There are other tools like OpenROAD, why did you then go for Coriolis?
First, in fact, in terms of chronology, we were the first. The Coriolis project started around the year 2000. But as we are a little team, we have to progress slowly and methodically through the tools. So this is why... And we have... The problem is about the database. One of the problems is about the database. We developed a very specific database, exactly tailored to suit our needs. It is difficult to, after a long time of developing over it, to switch to another one. And I would say it's not very beneficial. If you change your database, basically you do exactly what you have done before, but on another database. So unless there is a very big incentive to do it, I mean, you gain something at the end. If you just switch the database, at least for now it has no interest. But in fact, as I said, we started more than 15 or 20 years ago, depending on the starting point. But we are thinking about changing our database. It may occur in the future, but it will be a slow move, and one which is very well planned.
[Comment from the audience:] One comment is that we all want to use open-access. But open-access is not open. So we use the Athena Design Systems database. It was donated to the project. By a team from IEH, we had three companies, IT donated to the project, and that was where we started.

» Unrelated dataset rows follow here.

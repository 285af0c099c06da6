//! Product catalog API wrapper.

use async_trait::async_trait;

use super::{
    ApiClient,
    models::{CreateProductRequest, Product, UpdateProductRequest},
};
use crate::error::RemoteError;

/// Product catalog: read by the wizard, edited by supervisors.
#[async_trait]
pub trait ProductGateway: Send + Sync {
    async fn list_products(&self) -> Result<Vec<Product>, RemoteError>;
    async fn create_product(&self, req: &CreateProductRequest) -> Result<Product, RemoteError>;
    async fn update_product(
        &self,
        id: i64,
        req: &UpdateProductRequest,
    ) -> Result<Product, RemoteError>;
    async fn delete_product(&self, id: i64) -> Result<(), RemoteError>;
}

#[async_trait]
impl ProductGateway for ApiClient {
    async fn list_products(&self) -> Result<Vec<Product>, RemoteError> {
        // The catalog is edited by supervisors; never serve a cached copy.
        let rb = self
            .http
            .get(self.url("products"))
            .header("Cache-Control", "no-cache")
            .header("Pragma", "no-cache");
        self.send_json(rb)
            .await
            .map_err(|e| e.or_generic("Failed to fetch products"))
    }

    async fn create_product(&self, req: &CreateProductRequest) -> Result<Product, RemoteError> {
        let rb = self.http.post(self.url("products")).json(req);
        self.send_json(rb)
            .await
            .map_err(|e| e.or_generic("Failed to create product"))
    }

    async fn update_product(
        &self,
        id: i64,
        req: &UpdateProductRequest,
    ) -> Result<Product, RemoteError> {
        let rb = self.http.put(self.url(&format!("products/{id}"))).json(req);
        self.send_json(rb)
            .await
            .map_err(|e| e.or_generic("Failed to update product"))
    }

    async fn delete_product(&self, id: i64) -> Result<(), RemoteError> {
        let rb = self.http.delete(self.url(&format!("products/{id}")));
        self.send_empty(rb)
            .await
            .map_err(|e| e.or_generic("Failed to delete product"))
    }
}

#[cfg(test)]
mod tests {
    use super::*;
    use crate::api::testing::client_for;
    use serde_json::json;
    use wiremock::matchers::{body_json, header, method, path};
    use wiremock::{Mock, MockServer, ResponseTemplate};

    #[tokio::test]
    async fn lists_catalog_without_cache() {
        let server = MockServer::start().await;
        Mock::given(method("GET"))
            .and(path("/api/products"))
            .and(header("cache-control", "no-cache"))
            .respond_with(ResponseTemplate::new(200).set_body_json(json!([
                {"id": 7, "sku": "X", "name": "Semen 50kg", "unit": "sak"}
            ])))
            .mount(&server)
            .await;

        let client = client_for(&server.uri(), Some("tok"));
        let products = client.list_products().await.unwrap();
        assert_eq!(products.len(), 1);
        assert_eq!(products[0].sku, "X");
    }

    #[tokio::test]
    async fn malformed_body_is_a_remote_error() {
        let server = MockServer::start().await;
        Mock::given(method("GET"))
            .and(path("/api/products"))
            .respond_with(ResponseTemplate::new(200).set_body_string("not json"))
            .mount(&server)
            .await;

        let client = client_for(&server.uri(), Some("tok"));
        assert!(client.list_products().await.is_err());
    }

    #[tokio::test]
    async fn create_posts_all_three_fields() {
        let server = MockServer::start().await;
        Mock::given(method("POST"))
            .and(path("/api/products"))
            .and(header("authorization", "Bearer tok"))
            .and(body_json(json!({"sku": "CEM-50", "name": "Semen", "unit": "sak"})))
            .respond_with(ResponseTemplate::new(200).set_body_json(
                json!({"id": 9, "sku": "CEM-50", "name": "Semen", "unit": "sak"}),
            ))
            .expect(1)
            .mount(&server)
            .await;

        let client = client_for(&server.uri(), Some("tok"));
        let req = CreateProductRequest {
            sku: "CEM-50".into(),
            name: "Semen".into(),
            unit: "sak".into(),
        };
        assert_eq!(client.create_product(&req).await.unwrap().id, 9);
    }

    #[tokio::test]
    async fn update_sends_only_changed_fields() {
        let server = MockServer::start().await;
        Mock::given(method("PUT"))
            .and(path("/api/products/9"))
            .and(body_json(json!({"unit": "karung"})))
            .respond_with(ResponseTemplate::new(200).set_body_json(
                json!({"id": 9, "sku": "CEM-50", "name": "Semen", "unit": "karung"}),
            ))
            .expect(1)
            .mount(&server)
            .await;

        let client = client_for(&server.uri(), Some("tok"));
        let req = UpdateProductRequest {
            unit: Some("karung".into()),
            ..Default::default()
        };
        assert_eq!(client.update_product(9, &req).await.unwrap().unit, "karung");
    }

    #[tokio::test]
    async fn delete_failure_carries_status_and_body() {
        let server = MockServer::start().await;
        Mock::given(method("DELETE"))
            .and(path("/api/products/9"))
            .respond_with(ResponseTemplate::new(409).set_body_string("product in use"))
            .expect(1)
            .mount(&server)
            .await;

        let client = client_for(&server.uri(), Some("tok"));
        let err = client.delete_product(9).await.unwrap_err();
        assert!(err.message.contains("409"));
        assert!(err.message.contains("product in use"));
    }
}
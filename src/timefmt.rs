//! Display formats for server timestamps.

use chrono::{DateTime, Local, NaiveDateTime, TimeZone};

/// `5 Jan 2026` in local time; the date prefix when unparsable.
pub fn display_date(ts: &str) -> String {
    format_in(ts, &Local, "%-d %b %Y").unwrap_or_else(|| ts.chars().take(10).collect())
}

/// `08:05` in local time; the time part of the raw string when unparsable.
pub fn display_time(ts: &str) -> String {
    format_in(ts, &Local, "%H:%M").unwrap_or_else(|| ts.get(11..16).unwrap_or(ts).to_string())
}

/// Offset-carrying timestamps are converted to `tz`; naive ones are shown as is.
fn format_in<Tz: TimeZone>(ts: &str, tz: &Tz, fmt: &str) -> Option<String>
where
    Tz::Offset: std::fmt::Display,
{
    let ts = ts.trim();
    if let Ok(dt) = DateTime::parse_from_rfc3339(ts) {
        return Some(dt.with_timezone(tz).format(fmt).to_string());
    }
    NaiveDateTime::parse_from_str(ts, "%Y-%m-%dT%H:%M:%S%.f")
        .or_else(|_| NaiveDateTime::parse_from_str(ts, "%Y-%m-%d %H:%M:%S%.f"))
        .ok()
        .map(|dt| dt.format(fmt).to_string())
}

#[cfg(test)]
mod tests {
    use super::*;
    use chrono::Utc;

    #[test]
    fn rfc3339_is_converted() {
        assert_eq!(
            format_in("2026-01-05T01:38:46+07:00", &Utc, "%-d %b %Y %H:%M").as_deref(),
            Some("4 Jan 2026 18:38")
        );
    }

    #[test]
    fn naive_timestamps_keep_their_wall_clock() {
        assert_eq!(display_date("2026-03-09T23:10:00.123456"), "9 Mar 2026");
        assert_eq!(display_time("2026-03-09 23:10:00"), "23:10");
    }

    #[test]
    fn garbage_falls_back_to_raw_prefix() {
        assert_eq!(display_date("2026-03-09?bad"), "2026-03-09");
        assert_eq!(display_time("2026-03-09?14:22?x"), "14:22");
        assert_eq!(display_time("soon"), "soon");
    }
}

So it's important to have open access, equivalent to saying, "Come to your house, do not worry about the key". And I think the world wants something like that.
Can you share your timeline for the whole mixed-signal flow?
I don't have a timeline yet. I know exactly what we have to do. We are in the process of hiring people, and it will depend on if we succeed or not. I cannot give you a definite timetable, because I don't know yet. It's too difficult to see now.
...I'd like to see it by now.
Yes, I would say it's almost working. So it depends on the incentive. We can re-focus our priority if there is a demand. Up until now, it was not our top priority, because we have other requests. But that can change.
I have a question, a more technical question. You said that when you have certain routines, and you are calling people at a time, is that a possibility?
Sorry, I don't hear you well.
There is a set of lines, and then you are calling the things that you need, etc. So, and you said that mostly you store it in memory. So, how do you, let's say, comment this kind of deviation of the queries? Because, you know, computers so far, they have limited memory. And so, at certain moments, when the complexity of the chip limit goes down, how do you predict that?
I think for now, we rely on the memory. I mean, we can only manage chips that fit into the memory of the system. But until now, we have not reached that limit. I mean, we did not make a very huge chip. The biggest one we made is the TSMC one, and I think it fitted in less than 10 gigabytes. So, we are quite compact in memory.